Source data:
::::

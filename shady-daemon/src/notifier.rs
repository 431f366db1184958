//! Filesystem notifier: forwards write-event paths to the Active Connection.
//!
//! The platform watcher pushes every `notify::Result<Event>` into an
//! unbounded channel; [`forward_events`] drains it on a single task, so
//! lines reach the client in the order the watcher delivered them.

use std::path::{Path, PathBuf};

use notify::event::ModifyKind;
use notify::{recommended_watcher, Event, EventKind, RecommendedWatcher, RecursiveMode, Watcher};
use tokio::io::AsyncWrite;
use tokio::sync::{broadcast, mpsc};

use crate::error::DaemonError;
use crate::slot::{ConnectionSlot, Delivery};

pub type EventSender = mpsc::UnboundedSender<notify::Result<Event>>;
pub type EventReceiver = mpsc::UnboundedReceiver<notify::Result<Event>>;

/// Live registration with the platform watcher. Dropping it releases the watch.
pub struct WatchSubscription {
    _watcher: RecommendedWatcher,
    dir: PathBuf,
    active: bool,
}

impl WatchSubscription {
    pub fn dir(&self) -> &Path {
        &self.dir
    }

    /// `false` when the directory could not be added; no events will arrive.
    pub fn is_active(&self) -> bool {
        self.active
    }
}

impl std::fmt::Debug for WatchSubscription {
    fn fmt(&self, f: &mut std::fmt::Formatter<'_>) -> std::fmt::Result {
        f.debug_struct("WatchSubscription")
            .field("dir", &self.dir)
            .field("active", &self.active)
            .finish()
    }
}

/// Subscribe to change notifications for `dir`.
///
/// Failing to create the watcher is fatal. Failing to add `dir` is logged and
/// yields an inactive subscription.
pub fn subscribe(
    dir: &Path,
    recursive: bool,
    sink: EventSender,
) -> Result<WatchSubscription, DaemonError> {
    let mut watcher = recommended_watcher(move |event| {
        let _ = sink.send(event);
    })?;

    let mode = if recursive {
        RecursiveMode::Recursive
    } else {
        RecursiveMode::NonRecursive
    };
    let active = match watcher.watch(dir, mode) {
        Ok(()) => {
            tracing::info!(path = %dir.display(), recursive, "watching directory");
            true
        }
        Err(err) => {
            tracing::error!(
                path = %dir.display(),
                error = %err,
                "failed to watch directory; no change events will be forwarded",
            );
            false
        }
    };

    Ok(WatchSubscription {
        _watcher: watcher,
        dir: dir.to_path_buf(),
        active,
    })
}

/// Whether `kind` means a file's contents were written.
///
/// Renames (`Modify(Name)`) and permission changes (`Modify(Metadata)`) are
/// not writes.
pub fn is_write_event(kind: &EventKind) -> bool {
    matches!(
        kind,
        EventKind::Modify(ModifyKind::Data(_)) | EventKind::Modify(ModifyKind::Any)
    )
}

/// Why the event loop stopped.
#[derive(Debug, Clone, Copy, PartialEq, Eq)]
pub enum StopReason {
    /// The watcher dropped its end of the event channel.
    SourceClosed,
    /// A shutdown was requested.
    Shutdown,
}

/// Event-loop states. `Running` → `Stopped` is the only transition.
#[derive(Debug, Clone, Copy, PartialEq, Eq)]
pub enum NotifierState {
    Running,
    Stopped(StopReason),
}

#[derive(Debug, Clone, PartialEq, Eq)]
pub struct ForwardSummary {
    pub forwarded: usize,
    pub no_client: usize,
    pub write_failures: usize,
    pub ignored: usize,
    pub watch_errors: usize,
    pub state: NotifierState,
}

impl Default for ForwardSummary {
    fn default() -> Self {
        Self {
            forwarded: 0,
            no_client: 0,
            write_failures: 0,
            ignored: 0,
            watch_errors: 0,
            state: NotifierState::Running,
        }
    }
}

impl ForwardSummary {
    pub fn stop_reason(&self) -> Option<StopReason> {
        match self.state {
            NotifierState::Running => None,
            NotifierState::Stopped(reason) => Some(reason),
        }
    }

    fn record(&mut self, delivery: &Delivery) {
        match delivery {
            Delivery::Delivered { .. } => self.forwarded += 1,
            Delivery::NoClient => self.no_client += 1,
            Delivery::Dropped { .. } => self.write_failures += 1,
        }
    }
}

/// Run the event loop until the source closes or shutdown is signalled.
pub async fn forward_events<W>(
    mut events: EventReceiver,
    slot: ConnectionSlot<W>,
    mut shutdown_rx: broadcast::Receiver<()>,
) -> ForwardSummary
where
    W: AsyncWrite + Unpin + Send,
{
    let mut summary = ForwardSummary::default();

    'events: while summary.state == NotifierState::Running {
        let next = tokio::select! {
            biased;
            _ = shutdown_rx.recv() => None,
            event = events.recv() => Some(event),
        };
        let event = match next {
            None => {
                summary.state = NotifierState::Stopped(StopReason::Shutdown);
                continue;
            }
            Some(None) => {
                summary.state = NotifierState::Stopped(StopReason::SourceClosed);
                continue;
            }
            Some(Some(Err(err))) => {
                summary.watch_errors += 1;
                tracing::warn!(error = %err, "watcher event error");
                continue;
            }
            Some(Some(Ok(event))) => event,
        };

        tracing::debug!(kind = ?event.kind, paths = ?event.paths, "event");
        if !is_write_event(&event.kind) {
            summary.ignored += 1;
            continue;
        }

        for path in &event.paths {
            // A client that stopped reading must not hold up shutdown.
            let delivery = tokio::select! {
                biased;
                _ = shutdown_rx.recv() => {
                    summary.state = NotifierState::Stopped(StopReason::Shutdown);
                    break 'events;
                }
                delivery = slot.send_line(path) => delivery,
            };
            match &delivery {
                Delivery::Delivered { peer, .. } => {
                    tracing::info!(path = %path.display(), peer = %peer, "modified file forwarded");
                }
                Delivery::NoClient => {
                    tracing::debug!(path = %path.display(), "modified file, no client attached");
                }
                Delivery::Dropped { .. } => {}
            }
            summary.record(&delivery);
        }
    }

    tracing::info!(
        forwarded = summary.forwarded,
        no_client = summary.no_client,
        write_failures = summary.write_failures,
        stop = ?summary.stop_reason(),
        "filesystem notifier stopped",
    );
    summary
}

#[cfg(test)]
mod tests {
    use super::*;
    use std::net::SocketAddr;
    use std::time::Duration;

    use notify::event::{
        AccessKind, AccessMode, CreateKind, DataChange, MetadataKind, RemoveKind, RenameMode,
    };
    use tokio::io::{duplex, AsyncReadExt, DuplexStream};

    fn write_event(path: &str) -> notify::Result<Event> {
        Ok(Event::new(EventKind::Modify(ModifyKind::Data(DataChange::Content)))
            .add_path(PathBuf::from(path)))
    }

    fn event(kind: EventKind, path: &str) -> notify::Result<Event> {
        Ok(Event::new(kind).add_path(PathBuf::from(path)))
    }

    async fn attached_slot() -> (ConnectionSlot<DuplexStream>, DuplexStream) {
        let slot = ConnectionSlot::new();
        let (server, client) = duplex(4096);
        slot.replace(server, SocketAddr::from(([127, 0, 0, 1], 43957)))
            .await;
        (slot, client)
    }

    async fn drain(client: &mut DuplexStream) -> String {
        let mut out = Vec::new();
        client.read_to_end(&mut out).await.expect("read to end");
        String::from_utf8(out).expect("utf8")
    }

    #[test]
    fn write_kinds_are_recognised() {
        assert!(is_write_event(&EventKind::Modify(ModifyKind::Data(
            DataChange::Any
        ))));
        assert!(is_write_event(&EventKind::Modify(ModifyKind::Any)));

        for kind in [
            EventKind::Create(CreateKind::File),
            EventKind::Remove(RemoveKind::File),
            EventKind::Modify(ModifyKind::Name(RenameMode::Both)),
            EventKind::Modify(ModifyKind::Metadata(MetadataKind::Permissions)),
            EventKind::Access(AccessKind::Close(AccessMode::Write)),
            EventKind::Any,
            EventKind::Other,
        ] {
            assert!(!is_write_event(&kind), "{kind:?} is not a write");
        }
    }

    #[tokio::test]
    async fn write_events_forwarded_in_arrival_order() {
        let (slot, mut client) = attached_slot().await;
        let (tx, rx) = mpsc::unbounded_channel();
        let (_shutdown_tx, shutdown_rx) = broadcast::channel(1);

        for name in ["a.glsl", "b.glsl", "a.glsl", "c.wgsl"] {
            tx.send(write_event(&format!("/tmp/watched/{name}")))
                .expect("send");
        }
        drop(tx);

        let summary = forward_events(rx, slot.clone(), shutdown_rx).await;
        assert_eq!(summary.forwarded, 4);
        assert_eq!(summary.stop_reason(), Some(StopReason::SourceClosed));

        slot.clear().await;
        assert_eq!(
            drain(&mut client).await,
            "/tmp/watched/a.glsl\n/tmp/watched/b.glsl\n/tmp/watched/a.glsl\n/tmp/watched/c.wgsl\n"
        );
    }

    #[tokio::test]
    async fn non_write_events_produce_no_bytes() {
        let (slot, mut client) = attached_slot().await;
        let (tx, rx) = mpsc::unbounded_channel();
        let (_shutdown_tx, shutdown_rx) = broadcast::channel(1);

        tx.send(event(EventKind::Create(CreateKind::File), "/w/new.glsl"))
            .expect("send");
        tx.send(event(EventKind::Remove(RemoveKind::File), "/w/old.glsl"))
            .expect("send");
        tx.send(event(
            EventKind::Modify(ModifyKind::Name(RenameMode::From)),
            "/w/moved.glsl",
        ))
        .expect("send");
        tx.send(event(
            EventKind::Modify(ModifyKind::Metadata(MetadataKind::Permissions)),
            "/w/chmod.glsl",
        ))
        .expect("send");
        drop(tx);

        let summary = forward_events(rx, slot.clone(), shutdown_rx).await;
        assert_eq!(summary.ignored, 4);
        assert_eq!(summary.forwarded, 0);

        slot.clear().await;
        assert_eq!(drain(&mut client).await, "");
    }

    #[tokio::test]
    async fn events_without_client_are_dropped_silently() {
        let slot = ConnectionSlot::<DuplexStream>::new();
        let (tx, rx) = mpsc::unbounded_channel();
        let (_shutdown_tx, shutdown_rx) = broadcast::channel(1);

        for n in 0..25 {
            tx.send(write_event(&format!("/w/{n}.glsl"))).expect("send");
        }
        drop(tx);

        let summary = forward_events(rx, slot, shutdown_rx).await;
        assert_eq!(summary.no_client, 25);
        assert_eq!(summary.forwarded, 0);
        assert_eq!(summary.write_failures, 0);
    }

    #[tokio::test]
    async fn watch_errors_do_not_stop_the_loop() {
        let (slot, mut client) = attached_slot().await;
        let (tx, rx) = mpsc::unbounded_channel();
        let (_shutdown_tx, shutdown_rx) = broadcast::channel(1);

        tx.send(Err(notify::Error::generic("queue overflow")))
            .expect("send");
        tx.send(write_event("/w/after.glsl")).expect("send");
        drop(tx);

        let summary = forward_events(rx, slot.clone(), shutdown_rx).await;
        assert_eq!(summary.watch_errors, 1);
        assert_eq!(summary.forwarded, 1);

        slot.clear().await;
        assert_eq!(drain(&mut client).await, "/w/after.glsl\n");
    }

    #[tokio::test]
    async fn dead_client_is_detached_after_first_failed_write() {
        let (slot, client) = attached_slot().await;
        drop(client);
        let (tx, rx) = mpsc::unbounded_channel();
        let (_shutdown_tx, shutdown_rx) = broadcast::channel(1);

        tx.send(write_event("/w/a.glsl")).expect("send");
        tx.send(write_event("/w/b.glsl")).expect("send");
        drop(tx);

        let summary = forward_events(rx, slot.clone(), shutdown_rx).await;
        assert_eq!(summary.write_failures, 1);
        assert_eq!(summary.no_client, 1);
        assert!(!slot.is_connected().await);
    }

    #[tokio::test]
    async fn shutdown_terminates_a_waiting_loop() {
        let slot = ConnectionSlot::<DuplexStream>::new();
        let (_tx, rx) = mpsc::unbounded_channel();
        let (shutdown_tx, shutdown_rx) = broadcast::channel(1);

        let task = tokio::spawn(forward_events(rx, slot, shutdown_rx));
        shutdown_tx.send(()).expect("send shutdown");

        let summary = task.await.expect("join");
        assert_eq!(summary.state, NotifierState::Stopped(StopReason::Shutdown));
    }

    #[tokio::test]
    async fn shutdown_interrupts_a_stalled_write() {
        let slot = ConnectionSlot::new();
        // The reader never drains an 8-byte pipe, so the write parks.
        let (stalled, _stalled_client) = duplex(8);
        slot.replace(stalled, SocketAddr::from(([127, 0, 0, 1], 43957)))
            .await;
        let (tx, rx) = mpsc::unbounded_channel();
        let (shutdown_tx, shutdown_rx) = broadcast::channel(1);

        tx.send(write_event("/tmp/watched/a-long-shader-name.glsl"))
            .expect("send");
        let task = tokio::spawn(forward_events(rx, slot.clone(), shutdown_rx));

        tokio::time::sleep(Duration::from_millis(100)).await;
        shutdown_tx.send(()).expect("send shutdown");

        let summary = tokio::time::timeout(Duration::from_secs(2), task)
            .await
            .expect("loop must stop while a write is parked")
            .expect("join");
        assert_eq!(summary.state, NotifierState::Stopped(StopReason::Shutdown));
        assert_eq!(summary.forwarded, 0);
        drop(tx);
    }

    #[test]
    fn subscribe_to_missing_directory_is_inactive() {
        let dir = tempfile::TempDir::new().expect("tempdir");
        let missing = dir.path().join("does-not-exist");
        let (tx, _rx) = mpsc::unbounded_channel();

        let subscription = subscribe(&missing, false, tx).expect("watcher created");
        assert!(!subscription.is_active());
        assert_eq!(subscription.dir(), missing.as_path());
    }

    #[test]
    fn subscribe_to_existing_directory_is_active() {
        let dir = tempfile::TempDir::new().expect("tempdir");
        let (tx, _rx) = mpsc::unbounded_channel();

        let subscription = subscribe(dir.path(), false, tx).expect("watcher created");
        assert!(subscription.is_active());
    }
}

::::

◆ WHAT YOU NEED TO DO ◆
From the records above, copy only the lines starting with the line that holds "assert_eq!(summary.ignored, 4);" and going on through the line that holds "async fn events_without_client_are_dropped_silently()", exactly as written.

◆ RESULT FOR THIS EXERCISE ◆
        assert_eq!(summary.ignored, 4);
        assert_eq!(summary.forwarded, 0);

        slot.clear().await;
        assert_eq!(drain(&mut client).await, "");
    }

    #[tokio::test]
    async fn events_without_client_are_dropped_silently() {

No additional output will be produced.